Repeat exactly what appears from the opening line of the listing to the line with "constants differ from", inclusive.
----- Records shown -----
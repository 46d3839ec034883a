// Copyright 2026 Hypermesh Foundation. All rights reserved.
// Planet Economy Engine - Resync & Drift Monitor
//
// Predictions only interpolate between confirmed contract reads. Each time a
// confirmed state arrives it replaces the prediction, and the divergence
// between the two is accumulated. A breaker trips when the cumulative drift
// exceeds its threshold.

use serde::{Deserialize, Serialize};
use tracing::{debug, warn};

use crate::adapter::StateDelta;
use crate::conservation::{self, InvariantViolation};
use crate::economy::{self, EconomyError};
use crate::types::PlanetEconomyState;

/// Per-resync divergence (ships) below this is considered in agreement.
const RESYNC_TOLERANCE: f64 = 0.01;

#[derive(Debug, Clone, PartialEq, thiserror::Error)]
pub enum DriftError {
    #[error("confirmed state at {confirmed} predates prediction at {predicted}")]
    StaleConfirmation { confirmed: f64, predicted: f64 },

    #[error("confirmed state is invalid: {0}")]
    InvalidConfirmation(#[from] InvariantViolation),

    /// The confirmation carries different planet or world constants, so it
    /// does not describe the planet being predicted.
    #[error("confirmed constants differ from the predicted planet's")]
    ConstantsMismatch,

    #[error("drift breaker tripped (cumulative drift: {0} ships)")]
    BreakerTripped(f64),

    #[error(transparent)]
    Economy(#[from] EconomyError),
}

/// Outcome of one resync.
#[derive(Serialize, Deserialize, Debug, Clone, PartialEq)]
#[serde(rename_all = "camelCase")]
pub struct ResyncReport {
    /// Divergence between the prediction (advanced to the confirmation time)
    /// and the confirmed state.
    pub delta: StateDelta,
    pub agreed: bool,
    pub breaker_tripped: bool,
}

/// Tracks cumulative prediction drift against confirmed reads.
#[derive(Serialize, Deserialize, Debug, Clone)]
pub struct DriftMonitor {
    pub cumulative_drift: f64,
    pub breaker_threshold: f64,
    pub breaker_tripped: bool,
    /// Consecutive resyncs outside tolerance.
    pub consecutive_disagreements: u32,
    pub resync_count: u64,
}

impl Default for DriftMonitor {
    fn default() -> Self {
        Self::new(100.0)
    }
}

impl DriftMonitor {
    pub fn new(threshold: f64) -> Self {
        Self {
            cumulative_drift: 0.0,
            breaker_threshold: threshold,
            breaker_tripped: false,
            consecutive_disagreements: 0,
            resync_count: 0,
        }
    }

    /// Replace `predicted` with `confirmed`, recording how far apart they were.
    ///
    /// The prediction is first advanced to the confirmation time so both are
    /// compared at the same instant. A rejected confirmation leaves
    /// `predicted` as-is; see [`DriftError`] for the rejection cases.
    pub fn resync(
        &mut self,
        predicted: &mut PlanetEconomyState,
        confirmed: PlanetEconomyState,
    ) -> Result<ResyncReport, DriftError> {
        if confirmed.last_update < predicted.last_update {
            return Err(DriftError::StaleConfirmation {
                confirmed: confirmed.last_update,
                predicted: predicted.last_update,
            });
        }
        conservation::check_invariants(&confirmed)?;
        if confirmed.stats != predicted.stats || confirmed.world != predicted.world {
            warn!(
                confirmed_cap = confirmed.stats.max_upkeep,
                predicted_cap = predicted.stats.max_upkeep,
                "confirmed state constants mismatch"
            );
            return Err(DriftError::ConstantsMismatch);
        }

        let at_confirmation = economy::peek(predicted, confirmed.last_update - predicted.last_update)?;
        let delta = StateDelta::between(&at_confirmation, &confirmed);
        let agreed = delta.max_ships() < RESYNC_TOLERANCE;

        if agreed {
            self.consecutive_disagreements = 0;
        } else {
            self.cumulative_drift += delta.total_ships();
            self.consecutive_disagreements += 1;
        }
        if self.cumulative_drift > self.breaker_threshold && !self.breaker_tripped {
            self.breaker_tripped = true;
            warn!(
                cumulative_drift = self.cumulative_drift,
                threshold = self.breaker_threshold,
                "prediction drift breaker tripped"
            );
        }

        self.resync_count += 1;
        *predicted = confirmed;
        debug!(agreed, drift = delta.total_ships(), at = confirmed.last_update, "resynced");

        Ok(ResyncReport {
            delta,
            agreed,
            breaker_tripped: self.breaker_tripped,
        })
    }

    /// Error out when predictions should no longer be trusted.
    pub fn ensure_trusted(&self) -> Result<(), DriftError> {
        if self.breaker_tripped {
            Err(DriftError::BreakerTripped(self.cumulative_drift))
        } else {
            Ok(())
        }
    }

    pub fn reset(&mut self) {
        self.cumulative_drift = 0.0;
        self.breaker_tripped = false;
        self.consecutive_disagreements = 0;
    }
}
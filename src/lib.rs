// Copyright 2026 Hypermesh Foundation. All rights reserved.
// Planet Economy Engine - spaceship production and external upkeep

pub mod types;
pub mod economy;
pub mod conservation;
pub mod config;
pub mod drift;
pub mod predictor;

// Fixed-point mirror of the on-chain arithmetic
pub mod core_types;
pub mod core_economy;
pub mod adapter;

pub use types::*;
pub use economy::{count_arrival, peek, receive_spaceships, send, EconomyError};
pub use config::{ConfigError, GameConfig};
pub use predictor::PlanetPredictor;

use wasm_bindgen::prelude::*;

fn js_err(e: impl std::fmt::Display) -> JsError {
    JsError::new(&e.to_string())
}

// ─── WASM Interface ─────────────────────────────────────────────────────────

#[wasm_bindgen]
impl PlanetPredictor {
    /// `config_json` uses the contract field names; `"{}"` selects the
    /// reference constants.
    #[wasm_bindgen(constructor)]
    pub fn new(config_json: &str, time: f64, initial_grant: f64) -> Result<PlanetPredictor, JsError> {
        #[cfg(target_arch = "wasm32")]
        std::panic::set_hook(Box::new(console_error_panic_hook::hook));

        let config = GameConfig::from_json_str(config_json).map_err(js_err)?;
        Ok(Self::from_config(&config, time, initial_grant))
    }

    /// Rebuild a predictor from a serialized `PlanetEconomyState`.
    pub fn restore(state: JsValue) -> Result<PlanetPredictor, JsError> {
        let state: PlanetEconomyState = serde_wasm_bindgen::from_value(state).map_err(js_err)?;
        conservation::check_invariants(&state).map_err(js_err)?;
        Ok(Self::from_state(state))
    }

    pub fn peek(&mut self, now: f64) -> Result<(), JsError> {
        self.advance_to(now).map_err(js_err)
    }

    pub fn send(&mut self, now: f64, quantity: f64) -> Result<(), JsError> {
        self.send_at(now, quantity).map_err(js_err)
    }

    #[wasm_bindgen(js_name = countArrival)]
    pub fn count_arrival(&mut self, now: f64, quantity: f64, start_time: f64) -> Result<(), JsError> {
        self.arrival_at(now, quantity, start_time).map_err(js_err)
    }

    #[wasm_bindgen(js_name = receiveSpaceships)]
    pub fn receive_spaceships(&mut self, now: f64, quantity: f64) -> Result<(), JsError> {
        self.receive_at(now, quantity).map_err(js_err)
    }

    /// Adopt a confirmed on-chain state; returns the resync report.
    pub fn resync(&mut self, confirmed: JsValue) -> Result<JsValue, JsError> {
        let confirmed: PlanetEconomyState = serde_wasm_bindgen::from_value(confirmed).map_err(js_err)?;
        let report = self.resync_core(confirmed).map_err(js_err)?;
        serde_wasm_bindgen::to_value(&report).map_err(js_err)
    }

    /// Projected state at `now` (not committed).
    pub fn projection(&self, now: f64) -> Result<JsValue, JsError> {
        let projected = self.project(now).map_err(js_err)?;
        serde_wasm_bindgen::to_value(&projected).map_err(js_err)
    }

    #[wasm_bindgen(js_name = getState)]
    pub fn get_state(&self) -> JsValue {
        serde_wasm_bindgen::to_value(&self.state).unwrap_or(JsValue::NULL)
    }

    #[wasm_bindgen(getter, js_name = numSpaceships)]
    pub fn num_spaceships(&self) -> f64 {
        self.state.num_spaceships
    }

    #[wasm_bindgen(getter, js_name = externalUpkeep)]
    pub fn external_upkeep(&self) -> f64 {
        self.state.external_upkeep
    }

    #[wasm_bindgen(getter, js_name = externalUpkeepDuration)]
    pub fn external_upkeep_duration(&self) -> f64 {
        self.state.external_upkeep_duration
    }

    #[wasm_bindgen(getter, js_name = lastUpdate)]
    pub fn last_update(&self) -> f64 {
        self.state.last_update
    }

    /// Whole ships at `now`, for display.
    #[wasm_bindgen(js_name = displayedSpaceships)]
    pub fn displayed_spaceships(&self, now: f64) -> Result<f64, JsError> {
        self.whole_spaceships_at(now).map(|n| n as f64).map_err(js_err)
    }

    /// Whether drift against confirmed reads is still within bounds.
    #[wasm_bindgen(getter)]
    pub fn trusted(&self) -> bool {
        self.drift.ensure_trusted().is_ok()
    }

    #[wasm_bindgen(js_name = resetDrift)]
    pub fn reset_drift(&mut self) {
        self.drift.reset();
    }
}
-----
Answer box >>
repository 46d3839ec034883a
// Copyright 2026 Hypermesh Foundation. All rights reserved.
// Planet Economy Engine - Resync & Drift Monitor
//
// Predictions only interpolate between confirmed contract reads. Each time a
// confirmed state arrives it replaces the prediction, and the divergence
// between the two is accumulated. A breaker trips when the cumulative drift
// exceeds its threshold.

use serde::{Deserialize, Serialize};
use tracing::{debug, warn};

use crate::adapter::StateDelta;
use crate::conservation::{self, InvariantViolation};
use crate::economy::{self, EconomyError};
use crate::types::PlanetEconomyState;

/// Per-resync divergence (ships) below this is considered in agreement.
const RESYNC_TOLERANCE: f64 = 0.01;

#[derive(Debug, Clone, PartialEq, thiserror::Error)]
pub enum DriftError {
    #[error("confirmed state at {confirmed} predates prediction at {predicted}")]
    StaleConfirmation { confirmed: f64, predicted: f64 },

    #[error("confirmed state is invalid: {0}")]
    InvalidConfirmation(#[from] InvariantViolation),

    /// The confirmation carries different planet or world constants, so it
    /// does not describe the planet being predicted.
    #[error("confirmed constants differ from the predicted planet's")]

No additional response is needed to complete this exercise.